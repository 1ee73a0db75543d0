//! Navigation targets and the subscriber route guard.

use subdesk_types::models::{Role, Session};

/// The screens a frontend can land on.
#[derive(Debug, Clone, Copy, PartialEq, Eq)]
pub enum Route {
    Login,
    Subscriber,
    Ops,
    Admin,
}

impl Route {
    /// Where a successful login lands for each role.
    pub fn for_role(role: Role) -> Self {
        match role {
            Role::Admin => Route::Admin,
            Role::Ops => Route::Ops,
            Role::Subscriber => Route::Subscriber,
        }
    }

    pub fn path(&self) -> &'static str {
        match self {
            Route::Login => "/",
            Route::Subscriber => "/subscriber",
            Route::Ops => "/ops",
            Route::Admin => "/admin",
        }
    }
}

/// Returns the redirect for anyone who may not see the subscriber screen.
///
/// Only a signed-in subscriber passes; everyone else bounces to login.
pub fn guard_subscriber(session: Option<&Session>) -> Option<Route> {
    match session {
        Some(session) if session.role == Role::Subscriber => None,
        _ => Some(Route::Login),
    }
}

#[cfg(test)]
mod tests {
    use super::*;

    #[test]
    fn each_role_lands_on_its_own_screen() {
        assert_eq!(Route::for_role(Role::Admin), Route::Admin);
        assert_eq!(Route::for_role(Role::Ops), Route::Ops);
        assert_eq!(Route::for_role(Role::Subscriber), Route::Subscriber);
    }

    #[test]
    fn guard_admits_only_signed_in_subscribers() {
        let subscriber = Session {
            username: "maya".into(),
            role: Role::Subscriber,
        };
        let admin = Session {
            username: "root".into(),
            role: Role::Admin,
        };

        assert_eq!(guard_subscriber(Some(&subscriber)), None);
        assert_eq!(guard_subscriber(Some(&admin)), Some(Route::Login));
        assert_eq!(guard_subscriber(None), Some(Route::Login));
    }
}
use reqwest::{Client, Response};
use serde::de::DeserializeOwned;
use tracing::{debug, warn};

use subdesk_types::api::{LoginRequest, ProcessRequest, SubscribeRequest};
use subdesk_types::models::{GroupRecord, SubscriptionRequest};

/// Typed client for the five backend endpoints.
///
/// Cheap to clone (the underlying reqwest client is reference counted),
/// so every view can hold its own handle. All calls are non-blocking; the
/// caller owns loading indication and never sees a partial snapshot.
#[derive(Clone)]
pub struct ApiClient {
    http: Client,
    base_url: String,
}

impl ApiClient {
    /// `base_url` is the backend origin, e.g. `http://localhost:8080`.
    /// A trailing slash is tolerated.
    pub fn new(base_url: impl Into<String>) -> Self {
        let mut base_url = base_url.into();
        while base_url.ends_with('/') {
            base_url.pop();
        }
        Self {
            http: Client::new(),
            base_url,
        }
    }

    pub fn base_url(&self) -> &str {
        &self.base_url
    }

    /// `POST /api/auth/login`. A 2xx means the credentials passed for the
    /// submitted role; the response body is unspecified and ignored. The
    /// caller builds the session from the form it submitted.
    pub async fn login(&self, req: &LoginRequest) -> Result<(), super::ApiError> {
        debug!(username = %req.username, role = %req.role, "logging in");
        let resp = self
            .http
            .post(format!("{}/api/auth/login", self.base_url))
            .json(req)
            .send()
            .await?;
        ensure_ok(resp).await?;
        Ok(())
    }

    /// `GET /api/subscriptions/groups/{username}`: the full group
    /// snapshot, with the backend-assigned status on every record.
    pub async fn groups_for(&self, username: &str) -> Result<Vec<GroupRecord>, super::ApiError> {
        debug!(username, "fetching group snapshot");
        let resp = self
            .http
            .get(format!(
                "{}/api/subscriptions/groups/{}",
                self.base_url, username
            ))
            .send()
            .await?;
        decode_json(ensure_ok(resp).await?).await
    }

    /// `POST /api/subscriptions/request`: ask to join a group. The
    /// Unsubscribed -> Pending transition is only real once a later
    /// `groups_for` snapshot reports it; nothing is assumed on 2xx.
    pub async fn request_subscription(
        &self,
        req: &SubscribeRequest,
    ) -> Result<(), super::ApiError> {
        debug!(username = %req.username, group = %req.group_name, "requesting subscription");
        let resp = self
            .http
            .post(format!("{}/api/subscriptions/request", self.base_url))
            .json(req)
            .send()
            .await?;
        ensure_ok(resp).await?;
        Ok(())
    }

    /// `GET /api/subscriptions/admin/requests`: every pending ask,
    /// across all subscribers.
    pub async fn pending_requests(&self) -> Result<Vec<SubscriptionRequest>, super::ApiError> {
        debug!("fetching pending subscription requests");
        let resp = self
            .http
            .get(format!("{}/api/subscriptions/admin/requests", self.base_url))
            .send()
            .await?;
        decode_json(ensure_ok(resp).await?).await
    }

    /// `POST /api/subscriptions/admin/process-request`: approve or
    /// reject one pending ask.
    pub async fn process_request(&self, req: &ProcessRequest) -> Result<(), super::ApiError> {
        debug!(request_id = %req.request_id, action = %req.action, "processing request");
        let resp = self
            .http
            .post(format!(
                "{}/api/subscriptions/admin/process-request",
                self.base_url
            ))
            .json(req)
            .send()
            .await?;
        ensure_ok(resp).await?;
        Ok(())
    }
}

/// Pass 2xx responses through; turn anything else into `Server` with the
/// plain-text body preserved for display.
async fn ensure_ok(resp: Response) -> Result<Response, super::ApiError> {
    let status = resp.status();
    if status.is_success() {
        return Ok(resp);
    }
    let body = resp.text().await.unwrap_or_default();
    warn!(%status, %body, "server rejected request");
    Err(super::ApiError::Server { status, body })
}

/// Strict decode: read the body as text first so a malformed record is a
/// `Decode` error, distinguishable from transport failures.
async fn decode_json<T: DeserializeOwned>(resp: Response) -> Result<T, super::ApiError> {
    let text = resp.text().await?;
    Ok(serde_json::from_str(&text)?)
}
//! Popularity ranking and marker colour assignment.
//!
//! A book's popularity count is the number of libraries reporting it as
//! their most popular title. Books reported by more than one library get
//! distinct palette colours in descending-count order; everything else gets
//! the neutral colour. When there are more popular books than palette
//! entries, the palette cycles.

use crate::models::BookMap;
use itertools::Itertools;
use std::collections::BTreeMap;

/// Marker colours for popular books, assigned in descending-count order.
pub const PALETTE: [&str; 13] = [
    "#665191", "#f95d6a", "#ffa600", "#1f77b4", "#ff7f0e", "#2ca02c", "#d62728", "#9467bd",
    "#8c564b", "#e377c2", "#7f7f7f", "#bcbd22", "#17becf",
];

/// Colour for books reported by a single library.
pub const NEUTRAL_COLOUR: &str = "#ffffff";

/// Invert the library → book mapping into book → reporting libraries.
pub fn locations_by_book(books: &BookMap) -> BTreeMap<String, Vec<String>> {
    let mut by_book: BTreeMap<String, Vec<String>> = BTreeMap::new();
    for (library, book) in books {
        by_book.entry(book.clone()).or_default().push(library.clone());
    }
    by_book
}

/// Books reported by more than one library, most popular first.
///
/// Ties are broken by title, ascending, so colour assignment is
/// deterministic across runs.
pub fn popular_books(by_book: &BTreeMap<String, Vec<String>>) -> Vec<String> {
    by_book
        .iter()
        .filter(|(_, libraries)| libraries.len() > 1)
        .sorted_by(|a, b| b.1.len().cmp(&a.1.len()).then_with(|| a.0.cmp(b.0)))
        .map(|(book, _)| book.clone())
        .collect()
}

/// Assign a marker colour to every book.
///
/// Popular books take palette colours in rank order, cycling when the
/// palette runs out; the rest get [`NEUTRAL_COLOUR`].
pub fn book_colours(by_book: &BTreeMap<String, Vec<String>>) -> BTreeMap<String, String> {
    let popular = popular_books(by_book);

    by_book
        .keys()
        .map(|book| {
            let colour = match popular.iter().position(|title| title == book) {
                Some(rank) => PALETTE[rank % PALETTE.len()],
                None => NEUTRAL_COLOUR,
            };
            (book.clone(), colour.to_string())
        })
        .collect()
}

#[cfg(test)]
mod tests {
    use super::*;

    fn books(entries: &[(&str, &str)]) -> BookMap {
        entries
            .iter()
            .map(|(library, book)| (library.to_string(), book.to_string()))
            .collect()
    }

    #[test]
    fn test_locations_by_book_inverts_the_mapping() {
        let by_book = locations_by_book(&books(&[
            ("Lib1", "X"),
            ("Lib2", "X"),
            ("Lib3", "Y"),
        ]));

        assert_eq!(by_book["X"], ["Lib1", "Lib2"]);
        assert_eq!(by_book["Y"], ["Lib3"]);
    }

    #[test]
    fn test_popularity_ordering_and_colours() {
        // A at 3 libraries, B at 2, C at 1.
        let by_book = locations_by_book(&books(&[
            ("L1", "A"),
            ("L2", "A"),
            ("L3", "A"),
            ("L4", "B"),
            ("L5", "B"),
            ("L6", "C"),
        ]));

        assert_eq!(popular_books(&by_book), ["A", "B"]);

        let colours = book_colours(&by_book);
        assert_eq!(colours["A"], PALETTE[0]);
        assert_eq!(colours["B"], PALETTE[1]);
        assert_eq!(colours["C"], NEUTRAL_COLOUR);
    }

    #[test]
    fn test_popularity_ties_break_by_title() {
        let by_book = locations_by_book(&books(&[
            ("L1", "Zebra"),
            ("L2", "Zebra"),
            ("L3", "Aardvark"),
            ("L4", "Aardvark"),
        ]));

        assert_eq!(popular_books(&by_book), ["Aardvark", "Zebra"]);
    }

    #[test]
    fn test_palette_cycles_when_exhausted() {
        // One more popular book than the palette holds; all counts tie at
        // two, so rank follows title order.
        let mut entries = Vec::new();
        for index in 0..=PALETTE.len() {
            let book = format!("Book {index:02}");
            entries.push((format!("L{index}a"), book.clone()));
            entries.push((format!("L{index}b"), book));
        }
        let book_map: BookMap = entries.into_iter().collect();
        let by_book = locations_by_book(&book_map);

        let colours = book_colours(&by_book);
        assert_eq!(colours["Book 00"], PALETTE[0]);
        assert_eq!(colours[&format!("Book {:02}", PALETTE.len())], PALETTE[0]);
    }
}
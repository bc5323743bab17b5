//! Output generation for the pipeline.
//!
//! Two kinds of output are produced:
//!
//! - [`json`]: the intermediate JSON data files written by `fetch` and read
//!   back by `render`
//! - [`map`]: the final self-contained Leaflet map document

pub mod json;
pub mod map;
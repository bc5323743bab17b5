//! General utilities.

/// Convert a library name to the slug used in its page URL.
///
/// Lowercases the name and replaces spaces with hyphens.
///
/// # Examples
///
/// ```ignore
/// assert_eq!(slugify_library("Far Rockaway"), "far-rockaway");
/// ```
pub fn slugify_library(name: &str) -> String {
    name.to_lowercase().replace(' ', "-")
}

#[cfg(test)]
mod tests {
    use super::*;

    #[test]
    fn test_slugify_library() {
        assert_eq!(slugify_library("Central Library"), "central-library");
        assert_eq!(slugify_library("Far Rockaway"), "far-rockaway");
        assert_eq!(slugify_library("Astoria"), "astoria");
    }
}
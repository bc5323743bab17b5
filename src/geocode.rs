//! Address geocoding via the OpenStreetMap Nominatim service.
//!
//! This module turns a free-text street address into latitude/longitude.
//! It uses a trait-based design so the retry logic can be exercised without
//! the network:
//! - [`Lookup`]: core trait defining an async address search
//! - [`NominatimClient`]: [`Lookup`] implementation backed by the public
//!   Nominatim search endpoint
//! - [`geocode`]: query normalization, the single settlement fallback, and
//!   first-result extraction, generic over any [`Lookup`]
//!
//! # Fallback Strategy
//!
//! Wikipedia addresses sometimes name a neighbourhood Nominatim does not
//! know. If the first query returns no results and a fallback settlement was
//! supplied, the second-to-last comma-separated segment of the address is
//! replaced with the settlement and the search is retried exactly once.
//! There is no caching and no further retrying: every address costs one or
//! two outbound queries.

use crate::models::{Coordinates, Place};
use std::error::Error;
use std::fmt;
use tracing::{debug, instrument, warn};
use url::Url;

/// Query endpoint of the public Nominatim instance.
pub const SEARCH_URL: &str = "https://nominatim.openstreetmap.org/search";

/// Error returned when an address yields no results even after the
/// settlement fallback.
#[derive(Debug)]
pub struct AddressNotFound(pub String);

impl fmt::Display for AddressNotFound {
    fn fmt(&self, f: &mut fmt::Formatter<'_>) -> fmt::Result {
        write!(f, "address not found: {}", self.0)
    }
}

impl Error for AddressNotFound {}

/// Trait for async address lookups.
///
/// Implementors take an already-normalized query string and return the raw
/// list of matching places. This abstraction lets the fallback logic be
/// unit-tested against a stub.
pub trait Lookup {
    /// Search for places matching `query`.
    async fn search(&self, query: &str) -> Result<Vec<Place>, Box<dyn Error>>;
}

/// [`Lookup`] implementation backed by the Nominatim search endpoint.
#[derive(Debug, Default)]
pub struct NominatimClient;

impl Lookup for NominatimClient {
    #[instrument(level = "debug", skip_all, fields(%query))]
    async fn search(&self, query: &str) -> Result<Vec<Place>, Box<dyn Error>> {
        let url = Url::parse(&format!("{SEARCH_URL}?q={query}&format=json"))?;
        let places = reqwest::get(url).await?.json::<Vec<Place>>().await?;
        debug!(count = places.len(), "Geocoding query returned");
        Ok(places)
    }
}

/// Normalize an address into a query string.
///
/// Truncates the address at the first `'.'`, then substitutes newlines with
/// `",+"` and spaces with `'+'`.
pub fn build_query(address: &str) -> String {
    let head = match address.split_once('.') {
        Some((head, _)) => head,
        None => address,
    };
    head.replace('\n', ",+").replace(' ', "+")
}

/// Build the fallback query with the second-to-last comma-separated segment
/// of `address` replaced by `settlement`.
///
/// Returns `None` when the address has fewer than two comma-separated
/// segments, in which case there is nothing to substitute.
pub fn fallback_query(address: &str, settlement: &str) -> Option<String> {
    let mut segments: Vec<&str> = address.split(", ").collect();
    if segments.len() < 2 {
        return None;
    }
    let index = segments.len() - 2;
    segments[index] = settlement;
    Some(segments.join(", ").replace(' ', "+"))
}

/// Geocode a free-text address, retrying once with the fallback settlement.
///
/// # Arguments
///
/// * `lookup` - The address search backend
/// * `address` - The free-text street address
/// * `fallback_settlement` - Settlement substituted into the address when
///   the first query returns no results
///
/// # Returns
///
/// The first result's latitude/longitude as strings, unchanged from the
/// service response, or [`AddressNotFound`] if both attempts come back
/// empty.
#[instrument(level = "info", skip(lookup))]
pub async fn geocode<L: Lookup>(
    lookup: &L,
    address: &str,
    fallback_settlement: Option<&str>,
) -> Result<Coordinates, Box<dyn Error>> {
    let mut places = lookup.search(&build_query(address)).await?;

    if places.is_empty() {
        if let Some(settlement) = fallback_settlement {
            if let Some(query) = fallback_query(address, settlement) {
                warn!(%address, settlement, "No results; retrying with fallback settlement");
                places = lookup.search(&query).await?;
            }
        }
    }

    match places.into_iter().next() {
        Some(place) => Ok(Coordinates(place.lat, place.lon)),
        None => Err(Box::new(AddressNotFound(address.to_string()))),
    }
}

===============

* _Exercise directions_: Only the lines containing "submitted" are needed; pull them out of the listing.

* _Task answer_:
    /// submitted role; the response body is unspecified and ignored. The
    /// caller builds the session from the form it submitted.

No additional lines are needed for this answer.